(WORK TO BE COMPLETED):
How do the lines below between the ones holding "at selection time." and "child equally likely.", inclusive, read? Give them again exactly, with no other lines.

===== INPUT

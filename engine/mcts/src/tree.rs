//! Search tree structure with arena allocation.
//!
//! Nodes are stored in a contiguous Vec and referenced by NodeId indices.
//! Parents point up by index and children are kept in a per-column table,
//! so dropping the tree releases every node at once.

use game_board::GameState;
use rand::Rng;
use rand_chacha::ChaCha20Rng;
use serde::Serialize;

use crate::config::FinalChoice;
use crate::node::{NodeId, SearchNode};

/// Search tree with arena-based node storage.
#[derive(Debug)]
pub struct SearchTree {
    /// Arena storing all nodes
    nodes: Vec<SearchNode>,

    /// Root node index (always 0 after initialization)
    root: NodeId,
}

impl SearchTree {
    /// Create a new tree rooted at the live position.
    pub fn new(root_state: GameState) -> Self {
        Self {
            nodes: vec![SearchNode::new_root(root_state)],
            root: NodeId(0),
        }
    }

    /// Get the root node ID.
    #[inline]
    pub fn root(&self) -> NodeId {
        self.root
    }

    /// Get a reference to a node by ID.
    #[inline]
    pub fn get(&self, id: NodeId) -> &SearchNode {
        &self.nodes[id.0 as usize]
    }

    #[inline]
    fn get_mut(&mut self, id: NodeId) -> &mut SearchNode {
        &mut self.nodes[id.0 as usize]
    }

    fn allocate(&mut self, node: SearchNode) -> NodeId {
        let id = NodeId::from_index(self.nodes.len());
        self.nodes.push(node);
        id
    }

    /// Get the total number of nodes in the tree.
    #[inline]
    pub fn len(&self) -> usize {
        self.nodes.len()
    }

    /// Check if tree is empty (should never be true after construction).
    #[inline]
    pub fn is_empty(&self) -> bool {
        self.nodes.is_empty()
    }

    /// Get the arena slice for read access.
    #[inline]
    pub fn arena(&self) -> &[SearchNode] {
        &self.nodes
    }

    /// Expand one untried column of `node_id`, chosen uniformly at random.
    ///
    /// The parent's side to move drops the piece; the child is linked under
    /// that column and the column leaves the untried set.
    ///
    /// # Panics
    ///
    /// Panics if the node has no untried column.
    pub fn expand(&mut self, node_id: NodeId, rng: &mut ChaCha20Rng) -> NodeId {
        let node = self.get_mut(node_id);
        assert!(
            node.is_expandable(),
            "expand called on node {} with no untried columns",
            node_id.0
        );

        let index = rng.gen_range(0..node.untried().len());
        let column = node.take_untried(index);
        let state = node.state().play(column);
        let depth = node.depth() + 1;

        let child_id = self.allocate(SearchNode::new_child(node_id, depth, state));
        self.get_mut(node_id).link_child(column, child_id);

        child_id
    }

    /// Select the child of `node_id` with the highest UCB1 score.
    ///
    /// Exact ties are broken uniformly at random.
    ///
    /// # Panics
    ///
    /// Panics if the node has no children.
    pub fn select_best_child(
        &self,
        node_id: NodeId,
        exploration: f64,
        rng: &mut ChaCha20Rng,
    ) -> NodeId {
        let node = self.get(node_id);
        // Pre-compute ln once instead of per-child comparison
        let parent_visits_ln = (node.visits() as f64).ln();
        let perspective = node.to_move().perspective();

        self.argmax(node, rng, |child| {
            (child.ucb_score(parent_visits_ln, exploration, perspective), 0.0)
        })
        .unwrap_or_else(|| panic!("select_best_child called on node {} with no children", node_id.0))
    }

    /// Backpropagate a value from a node up to and including the root.
    ///
    /// The same computer-perspective value is added at every level; the sign
    /// is only adjusted at selection time.
    pub fn backup(&mut self, node_id: NodeId, delta: f64) {
        let mut current_id = node_id;

        while current_id.is_some() {
            let node = self.get_mut(current_id);
            node.record(delta);
            current_id = node.parent();
        }
    }

    /// The recommended child of the root under `choice`, `None` when the root
    /// has never been expanded.
    pub fn best_root_child(
        &self,
        choice: FinalChoice,
        exploration: f64,
        rng: &mut ChaCha20Rng,
    ) -> Option<NodeId> {
        let root = self.get(self.root);
        let perspective = root.to_move().perspective();

        match choice {
            FinalChoice::Ucb => {
                if root.has_children() {
                    Some(self.select_best_child(self.root, exploration, rng))
                } else {
                    None
                }
            }
            FinalChoice::MeanValue => self.argmax(root, rng, |child| {
                (perspective * child.mean_value(), child.visits() as f64)
            }),
            FinalChoice::MostVisited => self.argmax(root, rng, |child| {
                (child.visits() as f64, perspective * child.mean_value())
            }),
        }
    }

    /// Child maximizing `key` (compared lexicographically), remaining ties
    /// broken uniformly at random.
    fn argmax<F>(&self, node: &SearchNode, rng: &mut ChaCha20Rng, key: F) -> Option<NodeId>
    where
        F: Fn(&SearchNode) -> (f64, f64),
    {
        let mut best: Option<(NodeId, (f64, f64))> = None;
        let mut ties = 0u32;

        for (_, child_id) in node.children() {
            let score = key(self.get(child_id));
            match best {
                Some((_, best_score)) if score < best_score => {}
                Some((_, best_score)) if score == best_score => {
                    // Reservoir sampling keeps every tied child equally likely.
                    ties += 1;
                    if rng.gen_range(0..ties) == 0 {
                        best = Some((child_id, score));
                    }
                }
                _ => {
                    best = Some((child_id, score));
                    ties = 1;
                }
            }
        }

        best.map(|(id, _)| id)
    }

    /// Per-column summary of the root's children.
    pub fn root_children(&self) -> Vec<ChildSummary> {
        let root = self.get(self.root);
        root.children()
            .map(|(column, id)| {
                let child = self.get(id);
                let mv = child.last_move();
                ChildSummary {
                    column,
                    row: mv.map(|m| m.row).unwrap_or_default(),
                    visits: child.visits(),
                    mean_value: child.mean_value(),
                    terminal: child.is_terminal(),
                }
            })
            .collect()
    }

    /// Get statistics about the tree for debugging.
    pub fn stats(&self) -> TreeStats {
        let root = self.get(self.root);
        TreeStats {
            total_nodes: self.nodes.len(),
            root_visits: root.visits(),
            root_value: root.mean_value(),
            max_depth: self.nodes.iter().map(SearchNode::depth).max().unwrap_or(0),
        }
    }
}

/// Statistics about a search tree.
#[derive(Debug, Clone, Serialize)]
pub struct TreeStats {
    pub total_nodes: usize,
    pub root_visits: u32,
    pub root_value: f64,
    pub max_depth: u32,
}

/// Visit statistics of one root child.
#[derive(Debug, Clone, Serialize)]
pub struct ChildSummary {
    pub column: usize,
    pub row: usize,
    pub visits: u32,
    /// Average value, computer perspective
    pub mean_value: f64,
    pub terminal: bool,
}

==========

(SOLUTION TO THIS EXERCISE):
    /// is only adjusted at selection time.
    pub fn backup(&mut self, node_id: NodeId, delta: f64) {
        let mut current_id = node_id;

        while current_id.is_some() {
            let node = self.get_mut(current_id);
            node.record(delta);
            current_id = node.parent();
        }
    }

    /// The recommended child of the root under `choice`, `None` when the root
    /// has never been expanded.
    pub fn best_root_child(
        &self,
        choice: FinalChoice,
        exploration: f64,
        rng: &mut ChaCha20Rng,
    ) -> Option<NodeId> {
        let root = self.get(self.root);
        let perspective = root.to_move().perspective();

        match choice {
            FinalChoice::Ucb => {
                if root.has_children() {
                    Some(self.select_best_child(self.root, exploration, rng))
                } else {
                    None
                }
            }
            FinalChoice::MeanValue => self.argmax(root, rng, |child| {
                (perspective * child.mean_value(), child.visits() as f64)
            }),
            FinalChoice::MostVisited => self.argmax(root, rng, |child| {
                (child.visits() as f64, perspective * child.mean_value())
            }),
        }
    }

    /// Child maximizing `key` (compared lexicographically), remaining ties
    /// broken uniformly at random.
    fn argmax<F>(&self, node: &SearchNode, rng: &mut ChaCha20Rng, key: F) -> Option<NodeId>
    where
        F: Fn(&SearchNode) -> (f64, f64),
    {
        let mut best: Option<(NodeId, (f64, f64))> = None;
        let mut ties = 0u32;

        for (_, child_id) in node.children() {
            let score = key(self.get(child_id));
            match best {
                Some((_, best_score)) if score < best_score => {}
                Some((_, best_score)) if score == best_score => {
                    // Reservoir sampling keeps every tied child equally likely.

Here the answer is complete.